We experimented with GURPS' Ritual Magic module which essentially allows custom spell crafting, but ended up dropping it because it was too much hassle. Would be curious to hear if anyone else has had success with making it work in a fantasy setting.
Nice. I probably would do a pretty low-magic fantasy game if I ever did so, partially because spells are a complicated thing to balance and partially because low-magic is cool.
This is pretty much all of GURPS and why you can never get anyone to play it.
GURPSbin.png
this is me but unironically
 
"Summon Ghostly Guardian" spell, but one of the material components is "The still-beating heart of an Orc". Watch combat tactics shift DRASTICALLY.
Yeah yeah yeah. But lol and lmao. "The spell component is to chuck the still-beating heart of an orc out of its body." I mean that's kind of gross but who would have any moral problem with it?

After all, FUCK ORCS.
 
Yeah yeah yeah. But lol and lmao. "The spell component is to chuck the still-beating heart of an orc out of its body." I mean that's kind of gross but who would have any moral problem with it?

After all, FUCK ORCS.

The moral quandary is that you might want to let some orcs live as future spell components instead of righteously smiting them.
 
Spell components.
Learning spells from some hard to find NPC.
These are easy side-adventure hooks, or can even be entire campaigns by themselves. Same goes for 3.5 and PF with regard to the destruction of some very high caster level items needing to meet specific and ridiculous requirements that could prompt an entire adventure on their own.

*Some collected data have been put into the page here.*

//!
//! ini_parser.rs
//!
//! Minimal INI reader for keymap definition documents. Repeated keys are
//! kept in order since a scan code may legitimately appear more than once.
//!

use alloc::vec::Vec;

use crate::error::{KeymapError, SyntaxError};

#[derive(Debug, Clone, Copy, PartialEq, Eq)]
pub struct IniProperty<'a> {
	pub key: &'a str,
	pub value: &'a str,
	/// 1-based line number in the source document.
	pub line: usize
}

#[derive(Debug)]
pub struct IniSection<'a> {
	pub name: &'a str,
	pub line: usize,
	pub properties: Vec<IniProperty<'a>>
}

#[derive(Debug)]
pub struct IniFile<'a> {
	pub sections: Vec<IniSection<'a>>
}

/// Cuts a trailing `; comment`. The semicolon must follow whitespace so that
/// values can still contain one.
fn strip_comment(line: &str) -> &str {
	let bytes = line.as_bytes();
	for (i, b) in bytes.iter().enumerate() {
		if *b == b';' && i > 0 && bytes[i - 1].is_ascii_whitespace() {
			return &line[..i];
		}
	}
	line
}

/// Position of the `=` separating key from value. An `=` closing a `..=`
/// range belongs to the key.
fn separator(line: &str) -> Option<usize> {
	line.match_indices('=')
		.map(|(i, _)| i)
		.find(|&i| !line[..i].ends_with(".."))
}

/// Parses an INI formatted string into an IniFile structure.
pub fn parse_ini(input: &'_ str) -> Result<IniFile<'_>, KeymapError> {
	let mut sections = Vec::new();

	let mut current_section: Option<IniSection> = None;

	for (index, raw_line) in input.lines().enumerate() {
		let line_no = index + 1;
		let line = raw_line.trim();
		// skip empty or comment lines.
		if line.is_empty() || line.starts_with(';') || line.starts_with('#') {
			continue;
		}
		let line = strip_comment(line).trim_end();
		if line.starts_with('[') && line.ends_with(']') {
			if let Some(sec) = current_section.take() {
				sections.push(sec);
			}
			let section_name = line[1..line.len() - 1].trim();
			current_section = Some(IniSection {
				name: section_name,
				line: line_no,
				properties: Vec::new()
			});
		} else if let Some(pos) = separator(line) {
			let key = line[..pos].trim();
			let value = line[pos + 1..].trim();
			if key.is_empty() {
				return Err(KeymapError::syntax(
					line_no,
					SyntaxError::MalformedLine(line.into())
				));
			}
			match current_section {
				Some(ref mut sec) => sec.properties.push(IniProperty {
					key,
					value,
					line: line_no
				}),
				None => return Err(KeymapError::syntax(line_no, SyntaxError::NoSection))
			}
		} else {
			return Err(KeymapError::syntax(
				line_no,
				SyntaxError::MalformedLine(line.into())
			));
		}
	}
	if let Some(sec) = current_section {
		sections.push(sec);
	}
	Ok(IniFile {
		sections
	})
}

#[cfg(test)]
mod tests {
	use super::*;

	#[test]
	fn keeps_repeated_keys_in_order() {
		let ini = parse_ini("[scan]\n0x07 = Insert\n0x07 = Delete\n").unwrap();
		let scan = &ini.sections[0];
		assert_eq!(scan.name, "scan");
		assert_eq!(scan.properties.len(), 2);
		assert_eq!(scan.properties[0].value, "Insert");
		assert_eq!(scan.properties[1].value, "Delete");
		assert_eq!(scan.properties[1].line, 3);
	}

	#[test]
	fn strips_comments() {
		let ini = parse_ini("; header\n# other\n[graph]\nB = placeholder ; unknown\n").unwrap();
		assert_eq!(ini.sections[0].properties[0].value, "placeholder");
	}

	#[test]
	fn range_keys_keep_their_operator() {
		let ini = parse_ini("[scan]\n0x20..=0x7e = printable\n").unwrap();
		let prop = ini.sections[0].properties[0];
		assert_eq!(prop.key, "0x20..=0x7e");
		assert_eq!(prop.value, "printable");
	}

	#[test]
	fn rejects_orphan_properties_and_garbage() {
		assert_eq!(
			parse_ini("version = 1\n").unwrap_err(),
			KeymapError::syntax(1, SyntaxError::NoSection)
		);
		assert!(matches!(
			parse_ini("[scan]\nnonsense\n"),
			Err(KeymapError::Syntax {
				line: 2,
				..
			})
		));
	}
}
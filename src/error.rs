//! error.rs
//!
//! Error handling for keymap construction and lookups.

use alloc::{string::String, vec::Vec};

use thiserror::Error;

use crate::keymap::key::{ModifierState, OutputCode, RawScanCode, SemanticKey};

#[derive(Error, Debug, Clone, PartialEq, Eq)]
/// Problems found while reading a keymap definition document.
pub enum SyntaxError {
	#[error("unknown section [{0}]")]
	UnknownSection(String),
	#[error("unknown setting `{0}`")]
	UnknownSetting(String),
	#[error("property outside of any section")]
	NoSection,
	#[error("malformed line `{0}`")]
	MalformedLine(String),
	#[error("invalid code `{0}`")]
	InvalidCode(String),
	#[error("invalid key name `{0}`")]
	InvalidKeyName(String),
	#[error("invalid modifier `{0}`")]
	InvalidModifier(String),
	#[error("invalid tag `{0}`")]
	InvalidTag(String),
	#[error("invalid value `{0}`")]
	InvalidValue(String)
}

#[derive(Error, Debug, Clone, PartialEq, Eq)]
/// An enum representing every failure the keymap can report.
pub enum KeymapError {
	/// --- Input Errors --- ///
	#[error("raw scan code {0:#04x} is outside the legal range 0x00-0x7f")]
	OutOfRange(u8),
	#[error("{key} is not a candidate for scan code {raw}")]
	NotACandidate { raw: RawScanCode, key: SemanticKey },

	/// --- Definition Errors --- ///
	#[error("line {line}: {kind}")]
	Syntax { line: usize, kind: SyntaxError },
	#[error("keymap definition has no version")]
	MissingVersion,
	#[error("unsupported keymap version {found} (expected {expected})")]
	UnsupportedVersion { found: u32, expected: u32 },

	/// --- Validation Errors --- ///
	#[error("required scan code {0} has no entry")]
	MissingRequired(RawScanCode),
	#[error("scan code {raw} is documented as {candidates:?} and no ambiguity policy accepts it")]
	AmbiguousCode { raw: RawScanCode, candidates: Vec<SemanticKey> },
	#[error("primary meaning {key} for scan code {raw} is not one of its candidates")]
	InvalidPrimary { raw: RawScanCode, key: SemanticKey },
	#[error("ambiguity policy for scan code {0} but the code has a single meaning")]
	StalePolicy(RawScanCode),
	#[error("more than one ambiguity policy for scan code {0}")]
	ConflictingPolicy(RawScanCode),
	#[error("conflicting {modifier} entries for {key}")]
	ConflictingEntry { modifier: ModifierState, key: SemanticKey },
	#[error("{modifier} entry for {key} is unreachable from any scan code")]
	UnreachableEntry { modifier: ModifierState, key: SemanticKey },
	#[error("ctrl entry for {key} is {code}, expected the standard control code {expected}")]
	NonStandardControlCode { key: SemanticKey, code: OutputCode, expected: OutputCode },
	#[error("alias for {modifier} {key} documents {documented} but the overlay has {actual:?}")]
	AliasMismatch {
		modifier: ModifierState,
		key: SemanticKey,
		documented: OutputCode,
		actual: Option<OutputCode>
	},
	#[error("alias for {modifier} scan code {raw} does not name a single mapped key")]
	UnresolvableAlias { raw: RawScanCode, modifier: ModifierState },
	#[error("more than one alias for {modifier} scan code {raw}")]
	ConflictingAlias { raw: RawScanCode, modifier: ModifierState },

	/// --- Lifecycle Errors --- ///
	#[error("keymap has not been initialized")]
	NotInitialized
}

impl KeymapError {
	pub(crate) fn syntax(line: usize, kind: SyntaxError) -> Self {
		Self::Syntax { line, kind }
	}
}
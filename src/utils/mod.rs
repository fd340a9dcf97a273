//!
//! utils/mod.rs
//!
//! Support code shared by the keymap.
//!

pub mod logger;
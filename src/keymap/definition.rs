//!
//! definition.rs
//!
//! The typed form of a keymap definition document, before validation.
//!
//! The built-in MBC-55x tables live in `tables/mbc55x.ini` and are embedded
//! at compile time. Every table the translator uses comes from one document
//! so it can be reviewed, versioned and validated as a unit.
//!

use alloc::{
	string::{String, ToString},
	vec::Vec
};

use crate::{
	config::{
		TranslatorConfig,
		ini_parser::{IniProperty, IniSection, parse_ini}
	},
	error::{KeymapError, SyntaxError},
	keymap::{
		alias::AliasStatus,
		key::{Mapping, ModifierState, OutputCode, RawScanCode, SemanticKey}
	}
};

/// The only definition format this crate understands.
pub const FORMAT_VERSION: u32 = 1;

/// Source of the built-in Sanyo MBC-550/555 tables.
pub const MBC55X_TABLES: &str = include_str!("tables/mbc55x.ini");

#[derive(Debug, Clone, PartialEq, Eq)]
pub struct ScanRow {
	pub raw: RawScanCode,
	pub key: SemanticKey,
	pub line: usize
}

#[derive(Debug, Clone, Copy, PartialEq, Eq)]
/// How an integrator accepted a raw code with several documented meanings.
pub enum AmbiguityPolicy {
	/// Keep the code ambiguous; callers must supply the physical key.
	Defer,
	/// Treat one candidate as the meaning of the code.
	Primary(SemanticKey)
}

#[derive(Debug, Clone, PartialEq, Eq)]
pub struct AmbiguityRow {
	pub raw: RawScanCode,
	pub policy: AmbiguityPolicy,
	pub line: usize
}

#[derive(Debug, Clone, PartialEq, Eq)]
pub struct OverlayRow {
	pub key: SemanticKey,
	pub mapping: Mapping,
	pub line: usize
}

#[derive(Debug, Clone, Copy, PartialEq, Eq)]
/// What an alias row applies to.
pub enum AliasTarget {
	Raw(RawScanCode),
	/// Every raw code whose case-folded key is this one.
	Key(SemanticKey)
}

#[derive(Debug, Clone, PartialEq, Eq)]
pub struct AliasRow {
	pub modifier: ModifierState,
	pub target: AliasTarget,
	pub documented: OutputCode,
	pub corrected: OutputCode,
	pub status: AliasStatus,
	pub line: usize
}

#[derive(Debug, Clone, PartialEq, Eq)]
pub struct KeymapDefinition {
	pub name: String,
	pub version: u32,
	pub config: TranslatorConfig,
	pub scan: Vec<ScanRow>,
	pub ambiguities: Vec<AmbiguityRow>,
	pub ctrl: Vec<OverlayRow>,
	pub graph: Vec<OverlayRow>,
	pub aliases: Vec<AliasRow>
}

impl KeymapDefinition {
	/// Parses the embedded MBC-55x definition.
	pub fn builtin() -> Result<Self, KeymapError> {
		Self::parse(MBC55X_TABLES)
	}

	/// Parses a definition document. Only syntax and the format version are
	/// checked here; table consistency is checked by
	/// [`Keymap::from_definition`](crate::keymap::Keymap::from_definition).
	pub fn parse(source: &str) -> Result<Self, KeymapError> {
		let ini = parse_ini(source)?;

		let mut name = String::new();
		let mut version = None;
		let mut config = TranslatorConfig::default();
		let mut scan = Vec::new();
		let mut ambiguities = Vec::new();
		let mut ctrl = Vec::new();
		let mut graph = Vec::new();
		let mut aliases = Vec::new();

		for section in &ini.sections {
			match section.name {
				"keymap" => {
					for prop in &section.properties {
						match prop.key {
							"name" => name = prop.value.to_string(),
							"version" => {
								version = Some(prop.value.parse::<u32>().map_err(|_| {
									KeymapError::syntax(prop.line, SyntaxError::InvalidValue(prop.value.into()))
								})?)
							}
							other => {
								return Err(KeymapError::syntax(
									prop.line,
									SyntaxError::UnknownSetting(other.into())
								));
							}
						}
					}
				}
				"translator" => config = config.apply_section(section)?,
				"scan" => parse_scan(section, &mut scan)?,
				"ambiguity" => {
					for prop in &section.properties {
						ambiguities.push(parse_ambiguity(prop)?);
					}
				}
				"ctrl" => parse_overlay(section, &mut ctrl)?,
				"graph" => parse_overlay(section, &mut graph)?,
				"alias" => {
					for prop in &section.properties {
						aliases.push(parse_alias(prop)?);
					}
				}
				other => {
					return Err(KeymapError::syntax(
						section.line,
						SyntaxError::UnknownSection(other.into())
					));
				}
			}
		}

		let version = version.ok_or(KeymapError::MissingVersion)?;
		if version != FORMAT_VERSION {
			return Err(KeymapError::UnsupportedVersion {
				found: version,
				expected: FORMAT_VERSION
			});
		}

		Ok(Self {
			name,
			version,
			config,
			scan,
			ambiguities,
			ctrl,
			graph,
			aliases
		})
	}

	/// Overlay rows for a modifier. The unshifted layer is derived from the
	/// scan rows and has none of its own.
	pub fn overlay_rows(&self, modifier: ModifierState) -> &[OverlayRow] {
		match modifier {
			ModifierState::Unshifted => &[],
			ModifierState::Ctrl => &self.ctrl,
			ModifierState::Graph => &self.graph
		}
	}
}

/// Codes are written the way they print: `0x` and two hex digits.
fn parse_code(text: &str) -> Option<u8> {
	let digits = text.strip_prefix("0x").or_else(|| text.strip_prefix("0X"))?;
	if digits.len() != 2 || !digits.bytes().all(|b| b.is_ascii_hexdigit()) {
		return None;
	}
	u8::from_str_radix(digits, 16).ok()
}

fn parse_output(text: &str, line: usize) -> Result<OutputCode, KeymapError> {
	parse_code(text)
		.map(OutputCode)
		.ok_or_else(|| KeymapError::syntax(line, SyntaxError::InvalidCode(text.into())))
}

fn parse_raw(text: &str, line: usize) -> Result<RawScanCode, KeymapError> {
	parse_code(text)
		.and_then(RawScanCode::new)
		.ok_or_else(|| KeymapError::syntax(line, SyntaxError::InvalidCode(text.into())))
}

fn parse_key(text: &str, line: usize) -> Result<SemanticKey, KeymapError> {
	text.parse().map_err(|e| KeymapError::syntax(line, e))
}

fn parse_scan(section: &IniSection<'_>, rows: &mut Vec<ScanRow>) -> Result<(), KeymapError> {
	for prop in &section.properties {
		let line = prop.line;
		if let Some((lo, hi)) = prop.key.split_once("..=") {
			if prop.value != "printable" {
				return Err(KeymapError::syntax(line, SyntaxError::InvalidValue(prop.value.into())));
			}
			let (lo, hi) = (parse_raw(lo.trim(), line)?, parse_raw(hi.trim(), line)?);
			for byte in lo.value()..=hi.value() {
				let key = SemanticKey::printable(byte)
					.ok_or_else(|| KeymapError::syntax(line, SyntaxError::InvalidValue(prop.key.into())))?;
				// printable codes are below 0x7f, so this cannot fail
				if let Some(raw) = RawScanCode::new(byte) {
					rows.push(ScanRow {
						raw,
						key,
						line
					});
				}
			}
		} else {
			rows.push(ScanRow {
				raw: parse_raw(prop.key, line)?,
				key: parse_key(prop.value, line)?,
				line
			});
		}
	}
	Ok(())
}

fn parse_ambiguity(prop: &IniProperty<'_>) -> Result<AmbiguityRow, KeymapError> {
	let raw = parse_raw(prop.key, prop.line)?;
	let mut words = prop.value.split_whitespace();
	let policy = match (words.next(), words.next(), words.next()) {
		(Some("defer"), None, None) => AmbiguityPolicy::Defer,
		(Some("primary"), Some(key), None) => AmbiguityPolicy::Primary(parse_key(key, prop.line)?),
		_ => return Err(KeymapError::syntax(prop.line, SyntaxError::InvalidValue(prop.value.into())))
	};
	Ok(AmbiguityRow {
		raw,
		policy,
		line: prop.line
	})
}

fn parse_overlay(section: &IniSection<'_>, rows: &mut Vec<OverlayRow>) -> Result<(), KeymapError> {
	for prop in &section.properties {
		let line = prop.line;
		let key = parse_key(prop.key, line)?;
		let mut words = prop.value.split_whitespace();
		let mapping = match (words.next(), words.next(), words.next()) {
			(Some("placeholder"), None, None) => Mapping::Placeholder,
			(Some(code), None, None) | (Some(code), Some("documented"), None) => {
				Mapping::Documented(parse_output(code, line)?)
			}
			(Some(code), Some("verified"), None) => Mapping::Verified(parse_output(code, line)?),
			(Some(_), Some(tag), None) => {
				return Err(KeymapError::syntax(line, SyntaxError::InvalidTag(tag.into())));
			}
			_ => return Err(KeymapError::syntax(line, SyntaxError::InvalidValue(prop.value.into())))
		};
		rows.push(OverlayRow {
			key,
			mapping,
			line
		});
	}
	Ok(())
}

fn parse_alias(prop: &IniProperty<'_>) -> Result<AliasRow, KeymapError> {
	let line = prop.line;
	let (modifier, target) = prop
		.key
		.split_once(char::is_whitespace)
		.ok_or_else(|| KeymapError::syntax(line, SyntaxError::MalformedLine(prop.key.into())))?;
	let modifier = modifier
		.parse::<ModifierState>()
		.map_err(|e| KeymapError::syntax(line, e))?;
	let target = target.trim();
	let target = if target.starts_with("0x") {
		AliasTarget::Raw(parse_raw(target, line)?)
	} else {
		AliasTarget::Key(parse_key(target, line)?)
	};

	let mut words = prop.value.split_whitespace();
	let (documented, corrected, status) = match (words.next(), words.next(), words.next(), words.next()) {
		(Some(documented), Some("->"), Some(corrected), Some(status)) => {
			let status = match status {
				"verified" => AliasStatus::Verified,
				"unverified" => AliasStatus::Unverified,
				other => return Err(KeymapError::syntax(line, SyntaxError::InvalidTag(other.into())))
			};
			(parse_output(documented, line)?, parse_output(corrected, line)?, status)
		}
		_ => return Err(KeymapError::syntax(line, SyntaxError::InvalidValue(prop.value.into())))
	};
	if words.next().is_some() {
		return Err(KeymapError::syntax(line, SyntaxError::InvalidValue(prop.value.into())));
	}

	Ok(AliasRow {
		modifier,
		target,
		documented,
		corrected,
		status,
		line
	})
}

Hell, I gave a low level(around 7th) party a section of the book of the damned in pathfinder, locked up in a magical box just to see what they'd do with it. One dumbshit druid(if I remember right) determines the box isn't completely sealed, gaseous forms himself and enters the box where there's no light so he can't see what's inside, but makes contact with the book and gets addicted to it. The Paladin in the group decided to detect magic to find out what it was, couldn't get through the box, decided to look at the idiot who touched the book, magically flashbangs himself with the remnants of the evil aura coming off of the player.

The paladin and someone else eventually get the box open(big mistake), see the book and then try to destroy it(they fail), the other player with him decides that it's the perfect body armor but the paladin points out how the druid is now fucked up and that's a terrible idea. Party meets up and decides that in addition to the quest they were already on, since they let this part of the book basically get loose they need to destroy it while the tainted party member is trying to get his hands back on it(and yes I would have let him cast spells with it), and the party realizes they need to try and get him fixed too rather than leave a crazy evil druid on the loose. And of course to destroy the chapter...
The Book of the Damned must be divided into its varied chapters and each must be destroyed separately within the span of 1 day. The chapter on the daemonic requires the pages be scrubbed of ink by the tears of a good outsider, the pages of the demonic chapter must be fed to a good or lawful outsider, and the diabolic chapter must serve as kindling for a pyre that burns a good or chaotic outsider alive. If all of the chapters are not destroyed at the end of 1 day, any destroyed chapters reappear undamaged in an obscure corner of the multiverse.

Now unfortunately that campaign later fell apart due to scheduling problems, but the party had basically made themselves an entire sidequest to guard and destroy one of the most evil objects in existence, with no prompt from me whatsoever other than "this could be funny, I wonder what'll happen".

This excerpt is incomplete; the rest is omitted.